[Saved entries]
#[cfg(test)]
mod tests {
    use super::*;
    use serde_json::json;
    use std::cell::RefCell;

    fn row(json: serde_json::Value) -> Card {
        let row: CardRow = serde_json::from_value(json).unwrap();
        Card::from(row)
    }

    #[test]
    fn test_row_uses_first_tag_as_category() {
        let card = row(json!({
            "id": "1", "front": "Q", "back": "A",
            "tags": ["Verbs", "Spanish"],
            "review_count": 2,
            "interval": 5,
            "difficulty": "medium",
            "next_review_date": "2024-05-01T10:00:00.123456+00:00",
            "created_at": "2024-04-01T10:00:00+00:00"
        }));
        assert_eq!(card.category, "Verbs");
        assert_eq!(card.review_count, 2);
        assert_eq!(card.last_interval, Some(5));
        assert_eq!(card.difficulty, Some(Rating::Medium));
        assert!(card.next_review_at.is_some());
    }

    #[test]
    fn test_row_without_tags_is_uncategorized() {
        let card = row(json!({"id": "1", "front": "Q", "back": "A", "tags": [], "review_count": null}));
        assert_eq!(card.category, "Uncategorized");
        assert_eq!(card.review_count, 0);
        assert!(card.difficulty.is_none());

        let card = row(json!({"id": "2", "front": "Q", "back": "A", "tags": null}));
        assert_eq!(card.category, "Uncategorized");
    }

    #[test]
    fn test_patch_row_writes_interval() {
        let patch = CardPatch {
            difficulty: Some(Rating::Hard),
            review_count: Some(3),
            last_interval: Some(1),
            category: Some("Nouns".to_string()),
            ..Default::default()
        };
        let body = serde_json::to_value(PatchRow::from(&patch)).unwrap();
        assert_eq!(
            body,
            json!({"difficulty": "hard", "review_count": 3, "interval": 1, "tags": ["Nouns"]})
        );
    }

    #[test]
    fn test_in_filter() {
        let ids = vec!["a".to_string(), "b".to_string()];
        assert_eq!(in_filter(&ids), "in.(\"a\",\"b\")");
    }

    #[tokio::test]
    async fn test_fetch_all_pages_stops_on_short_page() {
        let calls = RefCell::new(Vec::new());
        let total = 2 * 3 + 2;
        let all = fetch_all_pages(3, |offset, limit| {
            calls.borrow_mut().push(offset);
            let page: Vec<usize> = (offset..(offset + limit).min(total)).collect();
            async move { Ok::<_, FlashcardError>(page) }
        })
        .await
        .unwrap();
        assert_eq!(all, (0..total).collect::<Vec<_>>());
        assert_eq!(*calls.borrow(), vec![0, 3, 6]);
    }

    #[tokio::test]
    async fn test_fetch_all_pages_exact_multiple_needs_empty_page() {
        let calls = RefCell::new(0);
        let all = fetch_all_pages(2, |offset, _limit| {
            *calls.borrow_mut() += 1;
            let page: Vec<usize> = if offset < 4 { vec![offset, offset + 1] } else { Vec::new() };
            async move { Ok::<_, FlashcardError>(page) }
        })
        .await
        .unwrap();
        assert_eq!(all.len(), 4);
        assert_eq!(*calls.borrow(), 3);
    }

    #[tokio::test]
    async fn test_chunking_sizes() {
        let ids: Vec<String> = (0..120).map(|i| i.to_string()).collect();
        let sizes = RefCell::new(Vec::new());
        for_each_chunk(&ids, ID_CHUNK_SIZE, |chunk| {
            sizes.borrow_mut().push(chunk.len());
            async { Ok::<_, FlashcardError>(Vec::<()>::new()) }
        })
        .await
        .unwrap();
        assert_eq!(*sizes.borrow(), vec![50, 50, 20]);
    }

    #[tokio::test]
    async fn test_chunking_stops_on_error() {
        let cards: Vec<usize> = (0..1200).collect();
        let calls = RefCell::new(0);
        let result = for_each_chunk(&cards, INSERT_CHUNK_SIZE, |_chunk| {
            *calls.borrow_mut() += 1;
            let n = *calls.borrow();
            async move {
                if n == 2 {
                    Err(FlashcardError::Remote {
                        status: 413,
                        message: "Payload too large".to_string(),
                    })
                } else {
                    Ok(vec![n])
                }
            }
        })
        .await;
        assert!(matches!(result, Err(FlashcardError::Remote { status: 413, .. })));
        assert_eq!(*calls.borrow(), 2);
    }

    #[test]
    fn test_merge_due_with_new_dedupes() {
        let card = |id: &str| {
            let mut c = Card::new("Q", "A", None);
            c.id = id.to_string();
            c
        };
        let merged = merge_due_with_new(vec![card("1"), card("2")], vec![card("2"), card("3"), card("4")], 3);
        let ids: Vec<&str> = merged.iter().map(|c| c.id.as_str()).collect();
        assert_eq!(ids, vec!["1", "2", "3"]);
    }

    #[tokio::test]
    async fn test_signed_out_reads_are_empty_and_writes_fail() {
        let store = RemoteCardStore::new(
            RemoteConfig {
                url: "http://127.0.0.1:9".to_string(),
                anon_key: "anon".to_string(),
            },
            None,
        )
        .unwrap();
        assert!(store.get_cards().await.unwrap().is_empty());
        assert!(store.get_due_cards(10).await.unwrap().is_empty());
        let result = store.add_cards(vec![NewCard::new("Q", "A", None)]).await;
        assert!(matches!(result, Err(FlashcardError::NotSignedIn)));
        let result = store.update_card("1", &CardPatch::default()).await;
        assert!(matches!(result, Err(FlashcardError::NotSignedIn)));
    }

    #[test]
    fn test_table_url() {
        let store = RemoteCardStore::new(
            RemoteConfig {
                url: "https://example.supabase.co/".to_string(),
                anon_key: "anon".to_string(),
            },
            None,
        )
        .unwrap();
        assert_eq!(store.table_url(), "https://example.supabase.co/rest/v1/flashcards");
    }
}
* * *
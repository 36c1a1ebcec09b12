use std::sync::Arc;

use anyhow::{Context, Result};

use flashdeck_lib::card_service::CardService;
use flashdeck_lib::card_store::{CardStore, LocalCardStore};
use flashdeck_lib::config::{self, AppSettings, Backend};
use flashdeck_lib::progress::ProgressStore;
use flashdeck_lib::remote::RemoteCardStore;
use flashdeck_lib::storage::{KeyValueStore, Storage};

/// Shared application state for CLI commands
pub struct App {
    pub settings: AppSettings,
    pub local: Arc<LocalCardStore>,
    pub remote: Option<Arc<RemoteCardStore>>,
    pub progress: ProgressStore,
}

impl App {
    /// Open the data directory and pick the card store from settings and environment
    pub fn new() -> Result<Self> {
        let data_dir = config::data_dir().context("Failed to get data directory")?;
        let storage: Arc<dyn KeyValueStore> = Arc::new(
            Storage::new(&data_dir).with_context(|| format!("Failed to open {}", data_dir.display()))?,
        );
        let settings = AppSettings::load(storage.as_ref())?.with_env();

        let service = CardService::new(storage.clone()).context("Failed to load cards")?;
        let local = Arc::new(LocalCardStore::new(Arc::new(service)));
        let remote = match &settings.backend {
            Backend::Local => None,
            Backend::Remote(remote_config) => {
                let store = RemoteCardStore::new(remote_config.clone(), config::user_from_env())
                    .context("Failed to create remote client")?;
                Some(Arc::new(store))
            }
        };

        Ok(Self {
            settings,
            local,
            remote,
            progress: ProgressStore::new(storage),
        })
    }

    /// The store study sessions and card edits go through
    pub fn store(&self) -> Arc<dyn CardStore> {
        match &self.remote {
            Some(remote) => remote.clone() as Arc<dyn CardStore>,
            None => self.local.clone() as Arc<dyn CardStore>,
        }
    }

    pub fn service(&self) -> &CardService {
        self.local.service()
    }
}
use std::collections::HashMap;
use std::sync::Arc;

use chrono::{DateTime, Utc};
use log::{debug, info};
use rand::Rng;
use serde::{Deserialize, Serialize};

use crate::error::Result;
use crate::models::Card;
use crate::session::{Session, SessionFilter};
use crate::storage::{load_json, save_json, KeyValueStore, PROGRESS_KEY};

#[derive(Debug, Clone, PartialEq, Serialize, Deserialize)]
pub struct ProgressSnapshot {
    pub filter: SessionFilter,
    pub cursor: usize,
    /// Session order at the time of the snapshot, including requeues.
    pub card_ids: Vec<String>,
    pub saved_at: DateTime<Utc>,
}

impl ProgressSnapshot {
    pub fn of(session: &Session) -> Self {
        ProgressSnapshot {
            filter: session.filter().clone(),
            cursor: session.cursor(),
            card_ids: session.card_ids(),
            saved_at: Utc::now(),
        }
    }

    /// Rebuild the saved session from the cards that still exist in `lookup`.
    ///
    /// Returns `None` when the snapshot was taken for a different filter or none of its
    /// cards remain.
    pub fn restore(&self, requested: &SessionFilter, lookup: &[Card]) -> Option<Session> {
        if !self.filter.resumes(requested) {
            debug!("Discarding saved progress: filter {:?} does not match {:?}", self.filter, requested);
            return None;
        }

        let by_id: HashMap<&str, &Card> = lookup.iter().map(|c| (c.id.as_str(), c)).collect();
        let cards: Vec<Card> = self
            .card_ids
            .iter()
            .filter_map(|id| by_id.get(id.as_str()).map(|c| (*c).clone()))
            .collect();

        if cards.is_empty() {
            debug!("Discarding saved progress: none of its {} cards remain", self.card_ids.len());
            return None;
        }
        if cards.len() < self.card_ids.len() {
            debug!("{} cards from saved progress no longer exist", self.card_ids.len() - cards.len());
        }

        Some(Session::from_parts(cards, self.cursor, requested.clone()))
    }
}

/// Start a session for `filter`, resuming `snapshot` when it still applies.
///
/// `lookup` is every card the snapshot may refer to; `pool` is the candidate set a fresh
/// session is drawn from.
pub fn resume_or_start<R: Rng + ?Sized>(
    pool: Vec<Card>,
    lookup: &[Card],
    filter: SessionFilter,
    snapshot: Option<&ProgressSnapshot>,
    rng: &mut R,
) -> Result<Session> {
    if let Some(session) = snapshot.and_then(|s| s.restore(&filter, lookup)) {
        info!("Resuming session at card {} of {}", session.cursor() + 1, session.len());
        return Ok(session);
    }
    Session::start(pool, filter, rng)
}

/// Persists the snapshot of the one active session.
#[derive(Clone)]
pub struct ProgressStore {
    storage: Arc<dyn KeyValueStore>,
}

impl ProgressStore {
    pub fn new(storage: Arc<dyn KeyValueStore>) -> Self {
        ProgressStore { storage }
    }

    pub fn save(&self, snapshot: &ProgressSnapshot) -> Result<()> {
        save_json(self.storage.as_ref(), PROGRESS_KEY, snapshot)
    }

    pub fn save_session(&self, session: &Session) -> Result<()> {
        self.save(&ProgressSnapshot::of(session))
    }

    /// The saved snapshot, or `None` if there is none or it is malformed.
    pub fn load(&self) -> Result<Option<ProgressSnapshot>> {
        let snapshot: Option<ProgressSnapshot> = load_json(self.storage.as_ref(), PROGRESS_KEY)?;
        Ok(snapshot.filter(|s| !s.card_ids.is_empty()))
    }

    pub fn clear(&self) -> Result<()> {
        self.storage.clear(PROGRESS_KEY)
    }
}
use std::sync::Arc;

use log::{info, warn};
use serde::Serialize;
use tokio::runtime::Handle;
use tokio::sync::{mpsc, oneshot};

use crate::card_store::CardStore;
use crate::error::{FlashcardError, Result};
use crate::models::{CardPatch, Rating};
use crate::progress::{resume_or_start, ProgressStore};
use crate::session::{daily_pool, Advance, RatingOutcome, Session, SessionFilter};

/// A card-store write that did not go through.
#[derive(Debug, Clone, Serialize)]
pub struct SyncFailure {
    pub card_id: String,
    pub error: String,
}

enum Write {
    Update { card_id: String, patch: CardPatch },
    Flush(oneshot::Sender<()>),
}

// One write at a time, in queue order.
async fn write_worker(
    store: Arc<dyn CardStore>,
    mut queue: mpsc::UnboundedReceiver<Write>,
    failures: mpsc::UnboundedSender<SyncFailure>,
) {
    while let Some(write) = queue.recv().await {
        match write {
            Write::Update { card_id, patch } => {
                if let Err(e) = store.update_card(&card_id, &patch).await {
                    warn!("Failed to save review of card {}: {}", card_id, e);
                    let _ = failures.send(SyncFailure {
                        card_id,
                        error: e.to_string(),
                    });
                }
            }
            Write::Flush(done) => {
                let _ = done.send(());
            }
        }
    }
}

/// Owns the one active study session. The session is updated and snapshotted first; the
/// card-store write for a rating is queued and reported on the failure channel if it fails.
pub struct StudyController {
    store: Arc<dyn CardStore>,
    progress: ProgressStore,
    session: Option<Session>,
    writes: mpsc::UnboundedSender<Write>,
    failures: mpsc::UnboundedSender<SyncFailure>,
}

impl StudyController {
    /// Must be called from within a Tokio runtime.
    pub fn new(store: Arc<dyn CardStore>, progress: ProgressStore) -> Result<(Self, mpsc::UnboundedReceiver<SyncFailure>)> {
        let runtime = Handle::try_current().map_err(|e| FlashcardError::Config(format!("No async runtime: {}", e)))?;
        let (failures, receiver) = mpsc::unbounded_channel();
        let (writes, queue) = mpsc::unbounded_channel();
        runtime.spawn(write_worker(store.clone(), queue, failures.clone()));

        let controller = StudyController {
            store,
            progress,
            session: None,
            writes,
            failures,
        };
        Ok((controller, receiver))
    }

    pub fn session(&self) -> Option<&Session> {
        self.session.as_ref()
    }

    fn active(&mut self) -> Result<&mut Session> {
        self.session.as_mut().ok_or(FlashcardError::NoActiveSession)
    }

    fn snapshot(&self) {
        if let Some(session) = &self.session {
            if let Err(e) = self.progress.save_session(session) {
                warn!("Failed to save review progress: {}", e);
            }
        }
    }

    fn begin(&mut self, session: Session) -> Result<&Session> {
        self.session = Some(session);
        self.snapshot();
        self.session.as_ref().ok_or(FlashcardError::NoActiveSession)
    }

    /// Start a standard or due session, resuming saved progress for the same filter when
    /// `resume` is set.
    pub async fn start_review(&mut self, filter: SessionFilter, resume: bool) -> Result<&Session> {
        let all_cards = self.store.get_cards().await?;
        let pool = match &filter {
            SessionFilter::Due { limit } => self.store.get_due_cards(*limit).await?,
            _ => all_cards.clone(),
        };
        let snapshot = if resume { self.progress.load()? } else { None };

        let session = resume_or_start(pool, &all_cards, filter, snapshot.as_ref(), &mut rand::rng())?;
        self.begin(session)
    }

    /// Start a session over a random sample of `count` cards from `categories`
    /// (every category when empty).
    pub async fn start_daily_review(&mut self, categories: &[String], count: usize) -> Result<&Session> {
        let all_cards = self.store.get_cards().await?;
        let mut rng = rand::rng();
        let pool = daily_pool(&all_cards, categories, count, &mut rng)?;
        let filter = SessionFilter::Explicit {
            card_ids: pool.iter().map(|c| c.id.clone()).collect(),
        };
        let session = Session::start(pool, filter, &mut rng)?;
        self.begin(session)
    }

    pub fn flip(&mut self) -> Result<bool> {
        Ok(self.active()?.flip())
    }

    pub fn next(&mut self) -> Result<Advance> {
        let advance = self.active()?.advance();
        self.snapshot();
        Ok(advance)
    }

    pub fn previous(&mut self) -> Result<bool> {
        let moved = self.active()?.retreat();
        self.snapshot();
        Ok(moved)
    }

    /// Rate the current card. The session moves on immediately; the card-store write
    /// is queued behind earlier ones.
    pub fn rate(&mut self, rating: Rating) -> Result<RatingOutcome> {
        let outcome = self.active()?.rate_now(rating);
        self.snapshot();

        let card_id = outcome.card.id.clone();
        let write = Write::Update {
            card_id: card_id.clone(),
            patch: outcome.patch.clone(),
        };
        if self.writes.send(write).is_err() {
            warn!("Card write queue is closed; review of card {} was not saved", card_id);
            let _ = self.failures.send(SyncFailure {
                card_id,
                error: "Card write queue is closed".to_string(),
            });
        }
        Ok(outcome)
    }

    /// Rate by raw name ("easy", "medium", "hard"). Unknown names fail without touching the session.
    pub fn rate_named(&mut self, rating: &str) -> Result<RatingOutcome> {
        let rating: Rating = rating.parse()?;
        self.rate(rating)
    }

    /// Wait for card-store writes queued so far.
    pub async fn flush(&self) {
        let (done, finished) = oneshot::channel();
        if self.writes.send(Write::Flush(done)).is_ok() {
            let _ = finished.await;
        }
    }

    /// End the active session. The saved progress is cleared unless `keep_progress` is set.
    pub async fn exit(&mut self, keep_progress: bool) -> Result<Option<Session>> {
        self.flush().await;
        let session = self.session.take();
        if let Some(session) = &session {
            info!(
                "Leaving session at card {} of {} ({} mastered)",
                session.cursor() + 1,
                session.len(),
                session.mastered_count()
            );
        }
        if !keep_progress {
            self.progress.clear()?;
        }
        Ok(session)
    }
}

## [Task item]
Looking at the data above, say how many lines contain "Serialize", and give no other words.

## [The answer]
4